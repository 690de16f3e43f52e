//! The store module owns all access to the SQLite catalog: opening a scoped read-only connection,
//! guarding statements with a deadline, and decoding rows into engine types.
//!
//! The database is produced by an external loader and is never written to by the engine.

use std::time::{Duration, Instant};

use rusqlite::types::{FromSql, FromSqlError, FromSqlResult, ValueRef};
use rusqlite::{Connection, ErrorCode, OpenFlags, Params, Row};
use serde::Serialize;
use tracing::debug;

use crate::config::Config;
use crate::error::{Result, SongbookError};

/// How many SQLite VM instructions run between deadline checks.
const PROGRESS_CHECK_OPS: i32 = 1_000;

/// An opaque primary key from the catalog. The loader may use integer or text keys.
#[derive(Debug, Clone, PartialEq, Eq, Hash, PartialOrd, Ord, Serialize)]
#[serde(untagged)]
pub enum RecordId {
    Int(i64),
    Text(String),
}

impl FromSql for RecordId {
    fn column_result(value: ValueRef<'_>) -> FromSqlResult<Self> {
        match value {
            ValueRef::Integer(i) => Ok(RecordId::Int(i)),
            ValueRef::Text(t) => Ok(RecordId::Text(String::from_utf8_lossy(t).into_owned())),
            _ => Err(FromSqlError::InvalidType),
        }
    }
}

/// A single cell of a result row.
#[derive(Debug, Clone, PartialEq, Serialize)]
#[serde(untagged)]
pub enum Value {
    Integer(i64),
    Real(f64),
    Text(String),
    Null,
}

impl From<ValueRef<'_>> for Value {
    fn from(value: ValueRef<'_>) -> Self {
        match value {
            ValueRef::Null => Value::Null,
            ValueRef::Integer(i) => Value::Integer(i),
            ValueRef::Real(f) => Value::Real(f),
            // Blobs are decoded like text.
            ValueRef::Text(t) | ValueRef::Blob(t) => Value::Text(String::from_utf8_lossy(t).into_owned()),
        }
    }
}

impl std::fmt::Display for Value {
    fn fmt(&self, f: &mut std::fmt::Formatter<'_>) -> std::fmt::Result {
        match self {
            Value::Integer(i) => write!(f, "{i}"),
            Value::Real(r) => write!(f, "{r}"),
            Value::Text(s) => write!(f, "{s}"),
            Value::Null => Ok(()),
        }
    }
}

/// Tabular query output. Column order is the projection order of the query.
#[derive(Debug, Clone, PartialEq, Default, Serialize)]
pub struct RowSet {
    pub columns: Vec<String>,
    pub rows: Vec<Vec<Value>>,
}

impl RowSet {
    pub fn len(&self) -> usize {
        self.rows.len()
    }

    pub fn is_empty(&self) -> bool {
        self.rows.is_empty()
    }

    pub fn column_index(&self, column: &str) -> Option<usize> {
        self.columns.iter().position(|c| c == column)
    }

    pub fn get(&self, row: usize, column: &str) -> Option<&Value> {
        let idx = self.column_index(column)?;
        self.rows.get(row)?.get(idx)
    }

    /// Each row as (column, value) pairs in column order.
    pub fn records(&self) -> impl Iterator<Item = Vec<(&str, &Value)>> + '_ {
        self.rows
            .iter()
            .map(|row| self.columns.iter().map(String::as_str).zip(row.iter()).collect())
    }
}

/// A read-only connection scoped to one request. Dropping it closes the connection.
pub struct Store {
    conn: Connection,
    query_timeout: Duration,
}

impl Store {
    pub fn open(c: &Config) -> Result<Self> {
        let path = &c.database_path;
        if !path.is_file() {
            return Err(SongbookError::StoreUnavailable {
                path: path.clone(),
                reason: "database file does not exist".to_string(),
            });
        }
        let unavailable = |e: rusqlite::Error| SongbookError::StoreUnavailable {
            path: path.clone(),
            reason: e.to_string(),
        };

        let conn = Connection::open_with_flags(path, OpenFlags::SQLITE_OPEN_READ_ONLY | OpenFlags::SQLITE_OPEN_NO_MUTEX)
            .map_err(unavailable)?;
        conn.execute_batch(&format!(
            "
            PRAGMA query_only = ON;
            PRAGMA busy_timeout = {};
            ",
            c.busy_timeout.as_millis()
        ))
        .map_err(unavailable)?;
        // Opening is lazy in SQLite; touch the schema so a corrupt or non-database file is caught here.
        conn.query_row("SELECT count(*) FROM sqlite_master", [], |_| Ok(()))
            .map_err(unavailable)?;

        debug!("Opened read-only store at {}", path.display());
        Ok(Self {
            conn,
            query_timeout: c.query_timeout,
        })
    }

    pub fn query_timeout(&self) -> Duration {
        self.query_timeout
    }

    /// Run `f` with a deadline installed. Statements still running at the deadline are interrupted
    /// and fail with `ErrorCode::OperationInterrupted`.
    fn guarded<T>(&self, f: impl FnOnce(&Connection) -> rusqlite::Result<T>) -> rusqlite::Result<T> {
        let deadline = Instant::now() + self.query_timeout;
        self.conn
            .progress_handler(PROGRESS_CHECK_OPS, Some(move || Instant::now() >= deadline));
        let result = f(&self.conn);
        self.conn.progress_handler(PROGRESS_CHECK_OPS, None::<fn() -> bool>);
        result
    }

    pub fn query_map<T, P, F>(&self, sql: &str, params: P, f: F) -> rusqlite::Result<Vec<T>>
    where
        P: Params,
        F: FnMut(&Row<'_>) -> rusqlite::Result<T>,
    {
        self.guarded(|conn| {
            let mut stmt = conn.prepare(sql)?;
            let rows = stmt.query_map(params, f)?.collect::<rusqlite::Result<Vec<_>>>()?;
            Ok(rows)
        })
    }

    pub fn count(&self, sql: &str) -> rusqlite::Result<i64> {
        self.guarded(|conn| conn.query_row(sql, [], |row| row.get(0)))
    }

    /// Run an arbitrary SELECT and keep every column, typed per cell.
    pub fn row_set(&self, sql: &str) -> rusqlite::Result<RowSet> {
        self.guarded(|conn| {
            let mut stmt = conn.prepare(sql)?;
            let columns: Vec<String> = stmt.column_names().into_iter().map(String::from).collect();
            let width = columns.len();

            let mut rows = Vec::new();
            let mut cursor = stmt.query([])?;
            while let Some(row) = cursor.next()? {
                let mut values = Vec::with_capacity(width);
                for i in 0..width {
                    values.push(Value::from(row.get_ref(i)?));
                }
                rows.push(values);
            }
            Ok(RowSet { columns, rows })
        })
    }
}

/// Render a statement failure for an error value, calling out deadline expiry explicitly.
pub fn describe_failure(err: &rusqlite::Error, timeout: Duration) -> String {
    match err {
        rusqlite::Error::SqliteFailure(e, _) if e.code == ErrorCode::OperationInterrupted => {
            format!("query timed out after {} ms", timeout.as_millis())
        }
        _ => err.to_string(),
    }
}

/// Normalize a user search term. Blank terms match nothing, so they yield `None`.
pub fn search_term(term: &str) -> Option<&str> {
    let term = term.trim();
    if term.is_empty() {
        None
    } else {
        Some(term)
    }
}

/// Build a `LIKE ... ESCAPE '\'` pattern that matches `term` as a literal substring.
pub fn like_pattern(term: &str) -> String {
    let escaped = term.replace('\\', "\\\\").replace('%', "\\%").replace('_', "\\_");
    format!("%{escaped}%")
}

□ □ □

--- ACTION ITEM ---
Reproduce exactly the entries above, limited to the lines from the one with "fn guarded<T>(&self, f: impl" through the one with "Instant::now() >= deadline));", both included.

--- ANSWER FOR THE TASK ---
    fn guarded<T>(&self, f: impl FnOnce(&Connection) -> rusqlite::Result<T>) -> rusqlite::Result<T> {
        let deadline = Instant::now() + self.query_timeout;
        self.conn
            .progress_handler(PROGRESS_CHECK_OPS, Some(move || Instant::now() >= deadline));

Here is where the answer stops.